What the task asks = Output the data below exactly. Leave nothing out.

─── Dataset entries ───

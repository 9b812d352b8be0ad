//! Source adapters: one per [`SourceType`], each turning a candidate into
//! concrete asset URLs (or, for search, into domains worth expanding).

mod curated;
mod direct;
mod favicon;
mod search;

use async_trait::async_trait;
use brandres_core::{BrandEntity, Candidate, SourceType};

use crate::error::ScraperError;

pub use curated::CuratedLogoApiAdapter;
pub use direct::DirectSiteAdapter;
pub use favicon::FaviconFallbackAdapter;
pub use search::{DuckDuckGoSearch, SearchDiscoveryAdapter, SearchHit, SearchProvider};

/// A domain surfaced by web search that looks like it belongs to the brand.
#[derive(Debug, Clone, PartialEq)]
pub struct DomainLead {
    /// Registrable domain, e.g. `acme-casino.example`.
    pub domain: String,
    /// Page to expand for logo images.
    pub url: String,
    pub title: Option<String>,
    /// 1-based position across all search results for the brand.
    pub rank: u32,
    pub similarity: f64,
}

#[derive(Debug, Clone, Default, PartialEq)]
pub struct AdapterOutput {
    pub assets: Vec<brandres_core::AssetRef>,
    pub leads: Vec<DomainLead>,
}

impl AdapterOutput {
    #[must_use]
    pub fn assets(assets: Vec<brandres_core::AssetRef>) -> Self {
        Self {
            assets,
            leads: Vec::new(),
        }
    }
}

#[async_trait]
pub trait SourceAdapter: Send + Sync {
    fn source_type(&self) -> SourceType;

    /// Turns one candidate into asset references.
    ///
    /// # Errors
    ///
    /// Returns [`ScraperError`] when the source cannot be reached or
    /// refuses the request. Callers treat that as "no assets".
    async fn discover(
        &self,
        brand: &BrandEntity,
        candidate: &Candidate,
    ) -> Result<AdapterOutput, ScraperError>;
}

/// The error returned when a candidate reaches the wrong adapter.
pub(crate) fn wrong_target(adapter: SourceType, candidate: &Candidate) -> ScraperError {
    ScraperError::InvalidUrl {
        url: candidate.url().to_string(),
        reason: format!(
            "{} candidate passed to {adapter} adapter",
            candidate.source_type()
        ),
    }
}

───

Task answer =
repository 9b812d352b8be0ad
//! Source adapters: one per [`SourceType`], each turning a candidate into
//! concrete asset URLs (or, for search, into domains worth expanding).

mod curated;
mod direct;
mod favicon;
mod search;

use async_trait::async_trait;
use brandres_core::{BrandEntity, Candidate, SourceType};

use crate::error::ScraperError;

pub use curated::CuratedLogoApiAdapter;
pub use direct::DirectSiteAdapter;
pub use favicon::FaviconFallbackAdapter;
pub use search::{DuckDuckGoSearch, SearchDiscoveryAdapter, SearchHit, SearchProvider};

/// A domain surfaced by web search that looks like it belongs to the brand.
#[derive(Debug, Clone, PartialEq)]
pub struct DomainLead {
    /// Registrable domain, e.g. `acme-casino.example`.
    pub domain: String,
    /// Page to expand for logo images.
    pub url: String,
    pub title: Option<String>,
    /// 1-based position across all search results for the brand.
    pub rank: u32,
    pub similarity: f64,
}

#[derive(Debug, Clone, Default, PartialEq)]
pub struct AdapterOutput {
    pub assets: Vec<brandres_core::AssetRef>,
    pub leads: Vec<DomainLead>,
}

impl AdapterOutput {
    #[must_use]
    pub fn assets(assets: Vec<brandres_core::AssetRef>) -> Self {
        Self {
            assets,
            leads: Vec::new(),
        }
    }
}

#[async_trait]
pub trait SourceAdapter: Send + Sync {
    fn source_type(&self) -> SourceType;

    /// Turns one candidate into asset references.
    ///
    /// # Errors
    ///
    /// Returns [`ScraperError`] when the source cannot be reached or
    /// refuses the request. Callers treat that as "no assets".
    async fn discover(
        &self,
        brand: &BrandEntity,
        candidate: &Candidate,
    ) -> Result<AdapterOutput, ScraperError>;
}

/// The error returned when a candidate reaches the wrong adapter.
pub(crate) fn wrong_target(adapter: SourceType, candidate: &Candidate) -> ScraperError {
    ScraperError::InvalidUrl {
        url: candidate.url().to_string(),
        reason: format!(
            "{} candidate passed to {adapter} adapter",
            candidate.source_type()
        ),
    }
}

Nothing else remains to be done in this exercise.